Objective: Cine magnetic resonance imaging (MRI) has emerged as a noninvasive method to quantitatively assess bowel motility. However, its accuracy in measuring various degrees of small bowel motility has not been extensively evaluated. We aimed to draw a quantitative small bowel motility score from cine MRI and evaluate its performance in a population with varying degrees of small bowel motility. Materials and Methods: A total of 174 participants (28.5 ± 7.6 years; 135 males) underwent a 22-second-long cine MRI sequence (2-dimensional balanced turbo-field echo; 0.5 seconds per image) approximately 5 minutes after being intravenously administered 10 mg of scopolamine-N-butyl bromide to deliberately create diverse degrees of small bowel motility.

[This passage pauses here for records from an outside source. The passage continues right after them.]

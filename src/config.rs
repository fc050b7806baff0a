// Configuration management for the grid signal engine

use serde::{Deserialize, Serialize};
use std::fs;
use std::path::Path;
use tracing::{debug, info};

use crate::core::types::GridSettings;

/// Prefix for environment variable overrides, e.g. `GRID_STRATEGY_PERIOD`
pub const ENV_PREFIX: &str = "GRID_";

/// Strategy inputs as written in the config file; parsed once into
/// [`GridSettings`] before the engine sees them.
#[derive(Debug, Clone, Serialize, Deserialize)]
pub struct StrategyConfig {
    #[serde(default = "default_period")]
    pub period: usize,
    #[serde(default = "default_grids")]
    pub grids: usize,
    #[serde(default = "default_direction")]
    pub direction: String,       // up | down | neutral
    #[serde(default = "default_no_trade_zone")]
    pub no_trade_zone: String,   // n/a | 45-55 | 40-60 | 35-65 | 30-70
    #[serde(default = "default_aggression")]
    pub aggression: String,      // low | med | high
    #[serde(default = "default_oscillator")]
    pub oscillator: String,      // rsi | rsx
}

#[derive(Debug, Clone, Serialize, Deserialize)]
pub struct FeedConfig {
    #[serde(default = "default_ws_url")]
    pub ws_url: String,
    #[serde(default = "default_trading_pair")]
    pub trading_pair: String,
    #[serde(default = "default_interval")]
    pub interval_seconds: u64,
}

#[derive(Debug, Clone, Serialize, Deserialize)]
pub struct ExecutionConfig {
    #[serde(default = "default_base_currency")]
    pub base_currency: String,
    #[serde(default = "default_quote_currency")]
    pub quote_currency: String,
    #[serde(default = "default_buy_order_size")]
    pub buy_order_size: f64,
    #[serde(default = "default_sell_order_size")]
    pub sell_order_size: f64,
    #[serde(default = "default_true")]
    pub dry_run: bool,
    #[serde(default = "default_commitment_timeout")]
    pub commitment_timeout_seconds: u64,
    #[serde(default = "default_max_retries")]
    pub max_retries_tx_monitor: u32,
    #[serde(default = "default_retry_delay")]
    pub retry_delay_seconds: u64,
}

#[derive(Debug, Clone, Copy, PartialEq, Eq, Serialize, Deserialize)]
#[serde(rename_all = "lowercase")]
pub enum LogFormat {
    Text,  // Human readable console output
    Json,  // One JSON object per event, for log collectors
}

#[derive(Debug, Clone, Serialize, Deserialize)]
pub struct LoggingConfig {
    #[serde(default = "default_log_level")]
    pub level: String,
    #[serde(default = "default_log_format")]
    pub format: LogFormat,
}

#[derive(Debug, Clone, Serialize, Deserialize)]
pub struct Config {
    #[serde(default)]
    pub strategy: StrategyConfig,
    #[serde(default)]
    pub feed: FeedConfig,
    #[serde(default)]
    pub execution: ExecutionConfig,
    #[serde(default)]
    pub logging: LoggingConfig,
}

// Default value functions
fn default_period() -> usize { 7 }
fn default_grids() -> usize { 10 }
fn default_direction() -> String { "neutral".to_string() }
fn default_no_trade_zone() -> String { "35-65".to_string() }
fn default_aggression() -> String { "low".to_string() }
fn default_oscillator() -> String { "rsx".to_string() }
fn default_ws_url() -> String { "wss://ws.kraken.com".to_string() }
fn default_trading_pair() -> String { "SOL/USD".to_string() }
fn default_interval() -> u64 { 60 }
fn default_base_currency() -> String { "USD".to_string() }
fn default_quote_currency() -> String { "SOL".to_string() }
fn default_buy_order_size() -> f64 { 10.0 }
fn default_sell_order_size() -> f64 { 0.05 }
fn default_true() -> bool { true }
fn default_commitment_timeout() -> u64 { 120 }
fn default_max_retries() -> u32 { 10 }
fn default_retry_delay() -> u64 { 5 }
fn default_log_level() -> String { "info".to_string() }
fn default_log_format() -> LogFormat { LogFormat::Text }

impl Default for StrategyConfig {
    fn default() -> Self {
        Self {
            period: default_period(),
            grids: default_grids(),
            direction: default_direction(),
            no_trade_zone: default_no_trade_zone(),
            aggression: default_aggression(),
            oscillator: default_oscillator(),
        }
    }
}

impl Default for FeedConfig {
    fn default() -> Self {
        Self {
            ws_url: default_ws_url(),
            trading_pair: default_trading_pair(),
            interval_seconds: default_interval(),
        }
    }
}

impl Default for ExecutionConfig {
    fn default() -> Self {
        Self {
            base_currency: default_base_currency(),
            quote_currency: default_quote_currency(),
            buy_order_size: default_buy_order_size(),
            sell_order_size: default_sell_order_size(),
            dry_run: true,
            commitment_timeout_seconds: default_commitment_timeout(),
            max_retries_tx_monitor: default_max_retries(),
            retry_delay_seconds: default_retry_delay(),
        }
    }
}

impl Default for LoggingConfig {
    fn default() -> Self {
        Self {
            level: default_log_level(),
            format: default_log_format(),
        }
    }
}

impl Default for Config {
    fn default() -> Self {
        Self {
            strategy: StrategyConfig::default(),
            feed: FeedConfig::default(),
            execution: ExecutionConfig::default(),
            logging: LoggingConfig::default(),
        }
    }
}

impl StrategyConfig {
    /// Parse the textual inputs into typed settings and validate them
    pub fn to_settings(&self) -> Result<GridSettings, ConfigError> {
        let settings = GridSettings {
            period: self.period,
            grids: self.grids,
            bias: self.direction.parse()?,
            no_trade_zone: self.no_trade_zone.parse()?,
            aggression: self.aggression.parse()?,
            oscillator: self.oscillator.parse()?,
        };
        settings.validate()?;
        Ok(settings)
    }
}

impl Config {
    /// Load configuration from a TOML file, apply `GRID_*` environment
    /// overrides, then validate
    pub fn from_file<P: AsRef<Path>>(path: P) -> Result<Self, ConfigError> {
        let content = fs::read_to_string(path.as_ref())
            .map_err(|e| ConfigError::FileRead(format!("{}: {}", path.as_ref().display(), e)))?;

        let mut config: Config = toml::from_str(&content)
            .map_err(|e| ConfigError::Parse(e.to_string()))?;

        config.apply_env_overrides()?;
        config.validate()?;
        Ok(config)
    }

    /// Save configuration to a TOML file
    pub fn to_file<P: AsRef<Path>>(&self, path: P) -> Result<(), ConfigError> {
        let content = toml::to_string_pretty(self)
            .map_err(|e| ConfigError::Serialize(e.to_string()))?;

        fs::write(path, content)
            .map_err(|e| ConfigError::FileWrite(e.to_string()))?;

        Ok(())
    }

    /// Load configuration from file, or create default if file doesn't exist
    pub fn load_or_create<P: AsRef<Path>>(path: P) -> Result<Self, ConfigError> {
        if path.as_ref().exists() {
            Self::from_file(path)
        } else {
            let config = Self::default();
            config.to_file(&path)?;
            info!("📁 Created default config file: {}", path.as_ref().display());
            Ok(config)
        }
    }

    pub fn apply_env_overrides(&mut self) -> Result<(), ConfigError> {
        self.apply_overrides(|key| std::env::var(key).ok())
    }

    /// Apply overrides from any key lookup; keys are `GRID_<SECTION>_<FIELD>`
    pub fn apply_overrides<F>(&mut self, lookup: F) -> Result<(), ConfigError>
    where
        F: Fn(&str) -> Option<String>,
    {
        let get = |name: &str| {
            let key = format!("{}{}", ENV_PREFIX, name);
            lookup(&key).map(|value| {
                debug!("Config override from {}", key);
                (key, value)
            })
        };

        if let Some((key, v)) = get("STRATEGY_PERIOD") { self.strategy.period = parse_number(&key, &v)?; }
        if let Some((key, v)) = get("STRATEGY_GRIDS") { self.strategy.grids = parse_number(&key, &v)?; }
        if let Some((_, v)) = get("STRATEGY_DIRECTION") { self.strategy.direction = v; }
        if let Some((_, v)) = get("STRATEGY_NO_TRADE_ZONE") { self.strategy.no_trade_zone = v; }
        if let Some((_, v)) = get("STRATEGY_AGGRESSION") { self.strategy.aggression = v; }
        if let Some((_, v)) = get("STRATEGY_OSCILLATOR") { self.strategy.oscillator = v; }

        if let Some((_, v)) = get("FEED_WS_URL") { self.feed.ws_url = v; }
        if let Some((_, v)) = get("FEED_TRADING_PAIR") { self.feed.trading_pair = v; }
        if let Some((key, v)) = get("FEED_INTERVAL_SECONDS") { self.feed.interval_seconds = parse_number(&key, &v)?; }

        if let Some((_, v)) = get("EXECUTION_BASE_CURRENCY") { self.execution.base_currency = v; }
        if let Some((_, v)) = get("EXECUTION_QUOTE_CURRENCY") { self.execution.quote_currency = v; }
        if let Some((key, v)) = get("EXECUTION_BUY_ORDER_SIZE") { self.execution.buy_order_size = parse_number(&key, &v)?; }
        if let Some((key, v)) = get("EXECUTION_SELL_ORDER_SIZE") { self.execution.sell_order_size = parse_number(&key, &v)?; }
        if let Some((key, v)) = get("EXECUTION_DRY_RUN") { self.execution.dry_run = parse_number(&key, &v)?; }
        if let Some((key, v)) = get("EXECUTION_COMMITMENT_TIMEOUT_SECONDS") {
            self.execution.commitment_timeout_seconds = parse_number(&key, &v)?;
        }
        if let Some((key, v)) = get("EXECUTION_MAX_RETRIES_TX_MONITOR") {
            self.execution.max_retries_tx_monitor = parse_number(&key, &v)?;
        }
        if let Some((key, v)) = get("EXECUTION_RETRY_DELAY_SECONDS") {
            self.execution.retry_delay_seconds = parse_number(&key, &v)?;
        }

        if let Some((_, v)) = get("LOGGING_LEVEL") { self.logging.level = v; }

        Ok(())
    }

    /// Validate configuration values
    pub fn validate(&self) -> Result<(), ConfigError> {
        self.strategy.to_settings()?;

        if self.feed.interval_seconds == 0 {
            return Err(ConfigError::Validation("interval_seconds must be greater than 0".to_string()));
        }

        if self.feed.trading_pair.trim().is_empty() {
            return Err(ConfigError::Validation("trading_pair must not be empty".to_string()));
        }

        if self.execution.base_currency == self.execution.quote_currency {
            return Err(ConfigError::Validation(
                "base_currency and quote_currency must differ".to_string()
            ));
        }

        if self.execution.buy_order_size <= 0.0 || self.execution.sell_order_size <= 0.0 {
            return Err(ConfigError::Validation("order sizes must be positive".to_string()));
        }

        if self.execution.max_retries_tx_monitor == 0 {
            return Err(ConfigError::Validation("max_retries_tx_monitor must be greater than 0".to_string()));
        }

        if self.execution.commitment_timeout_seconds == 0 {
            return Err(ConfigError::Validation("commitment_timeout_seconds must be greater than 0".to_string()));
        }

        Ok(())
    }
}

fn parse_number<T: std::str::FromStr>(key: &str, value: &str) -> Result<T, ConfigError> {
    value
        .trim()
        .parse()
        .map_err(|_| ConfigError::Validation(format!("{} has invalid value '{}'", key, value)))
}

#[derive(Debug, thiserror::Error)]
pub enum ConfigError {
    #[error("Failed to read config file: {0}")]
    FileRead(String),

    #[error("Failed to write config file: {0}")]
    FileWrite(String),

    #[error("Failed to parse config: {0}")]
    Parse(String),

    #[error("Failed to serialize config: {0}")]
    Serialize(String),

    #[error("Configuration validation error: {0}")]
    Validation(String),
}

In a manually segmented area of the small bowel, motility was automatically quantified using a nonrigid registration and calculated as a quantitative motility score. The mean value (MV) of motility grades visually assessed by two radiologists was used as a reference standard. The quantitative motility score's correlation (Spearman's ρ) with the reference standard and performance (area under the receiver operating characteristics curve [AUROC], sensitivity, and specificity) for diagnosing adynamic small bowel (MV of 1) were evaluated. Results: For the MV of the quantitative motility scores at grades 1, 1.5, 2, 2.5, and 3, the mean ± standard deviation values were 0.019 ± 0.003, 0.027 ± 0.010, 0.033 ± 0.008, 0.032 ± 0.009, and 0.043 ± 0.013, respectively. There was a significant positive correlation between the quantitative motility score and the MV (ρ = 0.531, P < 0.001). The AUROC value for diagnosing a MV of 1 (i.e., adynamic small bowel) was 0.953 (95% confidence interval, 0.923-0.984). Moreover, the optimal cutoff for the quantitative motility score was 0.024, with a sensitivity of 100% (15/15) and specificity of 89.9% (143/159). Conclusion: The quantitative motility score calculated from a cine MRI enables diagnosis of an adynamic small bowel, and potentially discerns various degrees of bowel motility.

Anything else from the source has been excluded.